*Source data*:

//! Typed input records
//!
//! Convenience structs for the built-in schemas. Each converts into the
//! generic `RawInputs` record the pipeline consumes.

use crate::error::PredictError;
use crate::types::RawInputs;
use serde::{Deserialize, Serialize};
use std::fmt;
use std::str::FromStr;

/// Inputs for `lifestyle.v1` / `lifestyle.v2`
#[derive(Debug, Clone, PartialEq, Serialize, Deserialize)]
pub struct LifestyleInputs {
    pub age: f64,
    pub gender: String,
    /// Hours per day
    pub screen_time: f64,
    /// Minutes per day
    pub exercise: f64,
    /// 1-10
    pub stress: f64,
    /// mg per day
    pub caffeine: f64,
    /// dB
    pub noise: f64,
}

impl From<LifestyleInputs> for RawInputs {
    fn from(inputs: LifestyleInputs) -> Self {
        RawInputs::new()
            .with("age", inputs.age)
            .with("gender", inputs.gender)
            .with("screen_time", inputs.screen_time)
            .with("exercise", inputs.exercise)
            .with("stress", inputs.stress)
            .with("caffeine", inputs.caffeine)
            .with("noise", inputs.noise)
    }
}

/// Blood pressure reading written as `systolic/diastolic`, e.g. `120/80`
#[derive(Debug, Clone, Copy, PartialEq, Serialize, Deserialize)]
#[serde(try_from = "String", into = "String")]
pub struct BloodPressure {
    pub systolic: f64,
    pub diastolic: f64,
}

impl FromStr for BloodPressure {
    type Err = PredictError;

    fn from_str(s: &str) -> Result<Self, Self::Err> {
        let invalid = |reason: &str| PredictError::InvalidAttribute {
            attribute: "blood_pressure".to_string(),
            reason: format!("{reason} in {s:?}"),
        };

        let (systolic, diastolic) = s
            .split_once('/')
            .ok_or_else(|| invalid("expected systolic/diastolic"))?;
        let systolic: f64 = systolic
            .trim()
            .parse()
            .map_err(|_| invalid("invalid systolic value"))?;
        let diastolic: f64 = diastolic
            .trim()
            .parse()
            .map_err(|_| invalid("invalid diastolic value"))?;

        Ok(BloodPressure {
            systolic,
            diastolic,
        })
    }
}

impl TryFrom<String> for BloodPressure {
    type Error = PredictError;

    fn try_from(value: String) -> Result<Self, Self::Error> {
        value.parse()
    }
}

impl From<BloodPressure> for String {
    fn from(bp: BloodPressure) -> Self {
        bp.to_string()
    }
}

impl fmt::Display for BloodPressure {
    fn fmt(&self, f: &mut fmt::Formatter<'_>) -> fmt::Result {
        write!(f, "{}/{}", self.systolic, self.diastolic)
    }
}

/// Inputs for `health.v1`
#[derive(Debug, Clone, PartialEq, Serialize, Deserialize)]
pub struct HealthInputs {
    pub gender: String,
    pub age: f64,
    pub occupation: String,
    /// Minutes per day
    pub activity_minutes: f64,
    pub bmi_category: String,
    /// bpm
    pub heart_rate: f64,
    pub daily_steps: f64,
    pub sleep_disorder: String,
    pub blood_pressure: BloodPressure,
    /// mg per day
    pub caffeine: f64,
    /// Hours per day
    pub screen_time: f64,
}

impl From<HealthInputs> for RawInputs {
    fn from(inputs: HealthInputs) -> Self {
        RawInputs::new()
            .with("gender", inputs.gender)
            .with("age", inputs.age)
            .with("occupation", inputs.occupation)
            .with("activity_minutes", inputs.activity_minutes)
            .with("bmi_category", inputs.bmi_category)
            .with("heart_rate", inputs.heart_rate)
            .with("daily_steps", inputs.daily_steps)
            .with("sleep_disorder", inputs.sleep_disorder)
            .with("systolic", inputs.blood_pressure.systolic)
            .with("diastolic", inputs.blood_pressure.diastolic)
            .with("caffeine", inputs.caffeine)
            .with("screen_time", inputs.screen_time)
    }
}

/// Replace a text `blood_pressure` attribute with numeric `systolic` and
/// `diastolic` attributes. Inputs without one are left untouched.
pub fn expand_blood_pressure(raw: &mut RawInputs) -> Result<(), PredictError> {
    let Some(text) = raw.get("blood_pressure").and_then(|v| v.as_text()) else {
        return Ok(());
    };
    let bp: BloodPressure = text.parse()?;
    raw.insert("systolic", bp.systolic);
    raw.insert("diastolic", bp.diastolic);
    Ok(())
}
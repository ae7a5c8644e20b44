//! Feature schemas
//!
//! This module defines the declared feature schema for each model version and
//! the built-in schemas shipped with the crate. Category tables, bucket
//! thresholds and derived-feature formulas are data, not code.

mod builtin;
mod definition;

pub use builtin::*;
pub use definition::*;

*Activity*: An exact restatement of all the entries above is needed.

*Final answer*:
//! Typed input records
//!
//! Convenience structs for the built-in schemas. Each converts into the
//! generic `RawInputs` record the pipeline consumes.

use crate::error::PredictError;
use crate::types::RawInputs;
use serde::{Deserialize, Serialize};
use std::fmt;
use std::str::FromStr;

/// Inputs for `lifestyle.v1` / `lifestyle.v2`
#[derive(Debug, Clone, PartialEq, Serialize, Deserialize)]
pub struct LifestyleInputs {
    pub age: f64,
    pub gender: String,
    /// Hours per day
    pub screen_time: f64,
    /// Minutes per day
    pub exercise: f64,
    /// 1-10
    pub stress: f64,
    /// mg per day
    pub caffeine: f64,
    /// dB
    pub noise: f64,
}

impl From<LifestyleInputs> for RawInputs {
    fn from(inputs: LifestyleInputs) -> Self {
        RawInputs::new()
            .with("age", inputs.age)
            .with("gender", inputs.gender)
            .with("screen_time", inputs.screen_time)
            .with("exercise", inputs.exercise)
            .with("stress", inputs.stress)
            .with("caffeine", inputs.caffeine)
            .with("noise", inputs.noise)
    }
}

/// Blood pressure reading written as `systolic/diastolic`, e.g. `120/80`
#[derive(Debug, Clone, Copy, PartialEq, Serialize, Deserialize)]
#[serde(try_from = "String", into = "String")]
pub struct BloodPressure {
    pub systolic: f64,
    pub diastolic: f64,
}

impl FromStr for BloodPressure {
    type Err = PredictError;

    fn from_str(s: &str) -> Result<Self, Self::Err> {
        let invalid = |reason: &str| PredictError::InvalidAttribute {
            attribute: "blood_pressure".to_string(),
            reason: format!("{reason} in {s:?}"),
        };

        let (systolic, diastolic) = s
            .split_once('/')
            .ok_or_else(|| invalid("expected systolic/diastolic"))?;
        let systolic: f64 = systolic
            .trim()
            .parse()
            .map_err(|_| invalid("invalid systolic value"))?;
        let diastolic: f64 = diastolic
            .trim()
            .parse()
            .map_err(|_| invalid("invalid diastolic value"))?;

        Ok(BloodPressure {
            systolic,
            diastolic,
        })
    }
}

impl TryFrom<String> for BloodPressure {
    type Error = PredictError;

    fn try_from(value: String) -> Result<Self, Self::Error> {
        value.parse()
    }
}

impl From<BloodPressure> for String {
    fn from(bp: BloodPressure) -> Self {
        bp.to_string()
    }
}

impl fmt::Display for BloodPressure {
    fn fmt(&self, f: &mut fmt::Formatter<'_>) -> fmt::Result {
        write!(f, "{}/{}", self.systolic, self.diastolic)
    }
}

/// Inputs for `health.v1`
#[derive(Debug, Clone, PartialEq, Serialize, Deserialize)]
pub struct HealthInputs {
    pub gender: String,
    pub age: f64,
    pub occupation: String,
    /// Minutes per day
    pub activity_minutes: f64,
    pub bmi_category: String,
    /// bpm
    pub heart_rate: f64,
    pub daily_steps: f64,
    pub sleep_disorder: String,
    pub blood_pressure: BloodPressure,
    /// mg per day
    pub caffeine: f64,
    /// Hours per day
    pub screen_time: f64,
}

impl From<HealthInputs> for RawInputs {
    fn from(inputs: HealthInputs) -> Self {
        RawInputs::new()
            .with("gender", inputs.gender)
            .with("age", inputs.age)
            .with("occupation", inputs.occupation)
            .with("activity_minutes", inputs.activity_minutes)
            .with("bmi_category", inputs.bmi_category)
            .with("heart_rate", inputs.heart_rate)
            .with("daily_steps", inputs.daily_steps)
            .with("sleep_disorder", inputs.sleep_disorder)
            .with("systolic", inputs.blood_pressure.systolic)
            .with("diastolic", inputs.blood_pressure.diastolic)
            .with("caffeine", inputs.caffeine)
            .with("screen_time", inputs.screen_time)
    }
}

/// Replace a text `blood_pressure` attribute with numeric `systolic` and
/// `diastolic` attributes. Inputs without one are left untouched.
pub fn expand_blood_pressure(raw: &mut RawInputs) -> Result<(), PredictError> {
    let Some(text) = raw.get("blood_pressure").and_then(|v| v.as_text()) else {
        return Ok(());
    };
    let bp: BloodPressure = text.parse()?;
    raw.insert("systolic", bp.systolic);
    raw.insert("diastolic", bp.diastolic);
    Ok(())
}
repository ae7a5c8644e20b44
//! Feature schemas
//!
//! This module defines the declared feature schema for each model version and
//! the built-in schemas shipped with the crate. Category tables, bucket
//! thresholds and derived-feature formulas are data, not code.

mod builtin;
mod definition;

pub use builtin::*;
pub use definition::*;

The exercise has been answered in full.